Financial Sector & Climate Change | 04 May 2021

Why in News

Recently, the Reserve Bank of India (RBI) joined the Network for Greening the Financial System (NGFS).

  • The RBI expects to benefit from the membership of NGFS by learning from and contributing to global efforts on climate finance, which has assumed significance in the context of climate change.
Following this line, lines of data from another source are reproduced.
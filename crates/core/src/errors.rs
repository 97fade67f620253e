use thiserror::Error;

use crate::compliance::RuleViolation;
use crate::domain::crossing::CrossingStatus;
use crate::domain::declaration::DeclarationType;
use crate::domain::operation::{InspectionType, OperationId};
use crate::lifecycle::catalog::OperationStatus;

/// Business-rule failures of the engine. None of these are retried by the
/// engine itself; retries, if any, belong to the caller.
#[derive(Clone, Debug, Error, PartialEq, Eq)]
pub enum DomainError {
    #[error("operation is in terminal state {}", .status.label())]
    TerminalState { status: OperationStatus },
    #[error("invalid status transition from {} to {}", .from.label(), .to.label())]
    InvalidTransition { from: OperationStatus, to: OperationStatus },
    #[error("compliance validation failed with {} violation(s)", .violations.len())]
    Compliance { violations: Vec<RuleViolation> },
    #[error("compliance gate unavailable: {reason}")]
    GateUnavailable { reason: String },
    #[error("operation {operation_id} has no {} declaration", .missing.label())]
    MissingDeclaration { operation_id: OperationId, missing: DeclarationType },
    #[error("operation {operation_id} already has a {} declaration", .declaration_type.label())]
    DuplicateDeclaration { operation_id: OperationId, declaration_type: DeclarationType },
    #[error("crossing result is {} and cannot be resolved", .status.as_str())]
    InvalidCrossingState { status: CrossingStatus },
    #[error("crossing result is already resolved; pass force to replace it")]
    CrossingAlreadyResolved,
    #[error("valuation form is already finalized")]
    AlreadyFinalized,
    #[error("GATT adjustment does not apply to inspection type {}", inspection_label(.inspection_type))]
    GattNotApplicable { inspection_type: Option<InspectionType> },
    #[error("validation failed: {0}")]
    Validation(String),
}

fn inspection_label(inspection_type: &Option<InspectionType>) -> &'static str {
    inspection_type.map(|inspection| inspection.as_str()).unwrap_or("none")
}

impl DomainError {
    /// Stable machine-readable kind, carried end-to-end in API error
    /// payloads instead of being re-derived from the message text.
    pub fn kind(&self) -> &'static str {
        match self {
            Self::TerminalState { .. } => "TERMINAL_STATE",
            Self::InvalidTransition { .. } => "INVALID_TRANSITION",
            Self::Compliance { .. } => "COMPLIANCE_FAILED",
            Self::GateUnavailable { .. } => "GATE_UNAVAILABLE",
            Self::MissingDeclaration { .. } => "MISSING_DECLARATION",
            Self::DuplicateDeclaration { .. } => "DUPLICATE_DECLARATION",
            Self::InvalidCrossingState { .. } => "INVALID_STATE",
            Self::CrossingAlreadyResolved => "CROSSING_RESOLVED",
            Self::AlreadyFinalized => "ALREADY_FINALIZED",
            Self::GattNotApplicable { .. } => "GATT_NOT_APPLICABLE",
            Self::Validation(_) => "VALIDATION_ERROR",
        }
    }
}

/// Failures of the orchestration layer around the engine.
#[derive(Clone, Debug, Error, PartialEq, Eq)]
pub enum ApplicationError {
    #[error(transparent)]
    Domain(#[from] DomainError),
    #[error("{resource} {id} not found")]
    NotFound { resource: &'static str, id: String },
    #[error("operation {operation_id} was modified concurrently; retry with fresh state")]
    ConcurrentModification { operation_id: OperationId },
    #[error("persistence failure: {0}")]
    Persistence(String),
}

impl ApplicationError {
    pub fn kind(&self) -> &'static str {
        match self {
            Self::Domain(domain) => domain.kind(),
            Self::NotFound { .. } => "NOT_FOUND",
            Self::ConcurrentModification { .. } => "CONCURRENT_MODIFICATION",
            Self::Persistence(_) => "PERSISTENCE_FAILURE",
        }
    }
}

#[cfg(test)]
mod tests {
    use super::{ApplicationError, DomainError};
    use crate::compliance::{RuleCode, RuleViolation};
    use crate::domain::operation::OperationId;
    use crate::lifecycle::catalog::OperationStatus;

    #[test]
    fn invalid_transition_message_uses_human_readable_labels() {
        let error = DomainError::InvalidTransition {
            from: OperationStatus::Draft,
            to: OperationStatus::SubmittedToCustoms,
        };
        assert_eq!(
            error.to_string(),
            "invalid status transition from Draft to Submitted to customs"
        );
        assert_eq!(error.kind(), "INVALID_TRANSITION");
    }

    #[test]
    fn compliance_error_keeps_all_violations() {
        let error = DomainError::Compliance {
            violations: vec![
                RuleViolation::new(RuleCode::DocumentBlocked, "invoice blocked"),
                RuleViolation::new(RuleCode::DocumentObserved, "packing list observed"),
            ],
        };
        assert_eq!(error.kind(), "COMPLIANCE_FAILED");
        assert!(error.to_string().contains("2 violation(s)"));
    }

    #[test]
    fn application_error_kind_passes_domain_kind_through() {
        let error = ApplicationError::from(DomainError::AlreadyFinalized);
        assert_eq!(error.kind(), "ALREADY_FINALIZED");

        let conflict = ApplicationError::ConcurrentModification {
            operation_id: OperationId("OP-9".to_string()),
        };
        assert_eq!(conflict.kind(), "CONCURRENT_MODIFICATION");
    }
}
The Network for Greening the Financial System

  • It is a global network of central banks and supervisory authorities advocating a more sustainable financial system.
  • It aims to analyse the consequences of climate change for the financial system and to redirect global financial flows in order to enable low-carbon economic growth.
  • It was created at the Paris One Planet Summit in December 2017 and its secretariat is hosted by the Banque de France.

Climate Finance

  • Climate Finance refers to local, national or transnational financing—drawn from public, private and alternative sources of financing.
  • It seeks to support mitigation and adaptation actions that will address climate change.

Key Points

  • Risks to Financial Stability due to Climate Change:
    • Climate change poses risks to financial stability in the form of:
      • Physical risks: Caused by extreme and slow onset weather events.
      • Transition risks: Caused by changes in policy, legal and regulatory frameworks, consumer preferences and technological development while transitioning to a low-carbon economy.
      • Example:
        • Under many climate projections, climate change leads to a further rise in sea levels and increase in storm surge.
        • These effects, in turn, lead to increased inundation of coastal land parcels, which could either damage existing structures on those parcels, or require investment and adaptation for their continued productive use.
        • As this inundation occurs, the expected value of coastal real estate may decrease—which may, in turn, pose risks to real estate loans, mortgage-backed securities, the profitability of firms using the inundated property, and the finances of state and local governments facing declining property tax revenues and rising remediation costs.
    • The World Economic Forum’s (WEF) Global Risks Report 2021 noted climate action failure and infectious diseases as the highest risks (risks with greatest impact and likelihood).
  • India’s Situation:
    • A World Bank report estimates that losses to India’s Gross Domestic Product by 2050 due to climate change could be USD 1,178 billion.
    • The RBI has noted the importance of climate-related financial disclosures and private green finance as necessary to generate the enormous amounts of investments required to combat climate change and bring about a transformation towards sustainable and low carbon development.
    • A study by non-profit Shakti Foundation found that an assessment of BSE (Bombay Stock Exchange) 100 companies showcases that most of the Indian companies are lagging in the climate change disclosure space due to lack of relevant expertise; limited access to relevant tools and methodologies; and limited subject knowledge.
  • Related Initiatives:
    • Task Force on Climate-related Financial Disclosures (TFCD):
      • TFCD was created in 2015 by the Financial Stability Board (FSB) to develop consistent climate-related financial risk disclosures for use by companies, banks, and investors in providing information to stakeholders.
      • To make the private sector contribute to climate positive action and become resilient to climate risks are the recommendations of the TFCD.
      • Its recommendations are now widely recognised as the gold standard for global business sustainability reporting frameworks, providing standardised and comprehensive guidelines for corporate climate disclosures.
      • About 32 Indian organisations have signed up for TFCD, including the Mahindra Group, Wipro etc.
    • Recently, New Zealand became the first country to announce a law that will require financial firms to disclose climate-related risks and opportunities.

Way Forward

  • The only way forward is to fully integrate climate-aligned structural change with economic recovery needing a fundamental shift in the entire finance system with a massive increase in private finance to get from “billions to trillions”.
  • The Indian government needs to introduce guidelines and regulations to standardise and mandate climate-related disclosures in all financial statements and push private companies and financial institutions to manage their exposure to climate risks in their portfolios and operations.
  • This would help not only in increasing resilience of Indian companies to face physical and transition risks of climate change but also in facilitating greater climate finance flows while minimising ‘greenwashing’.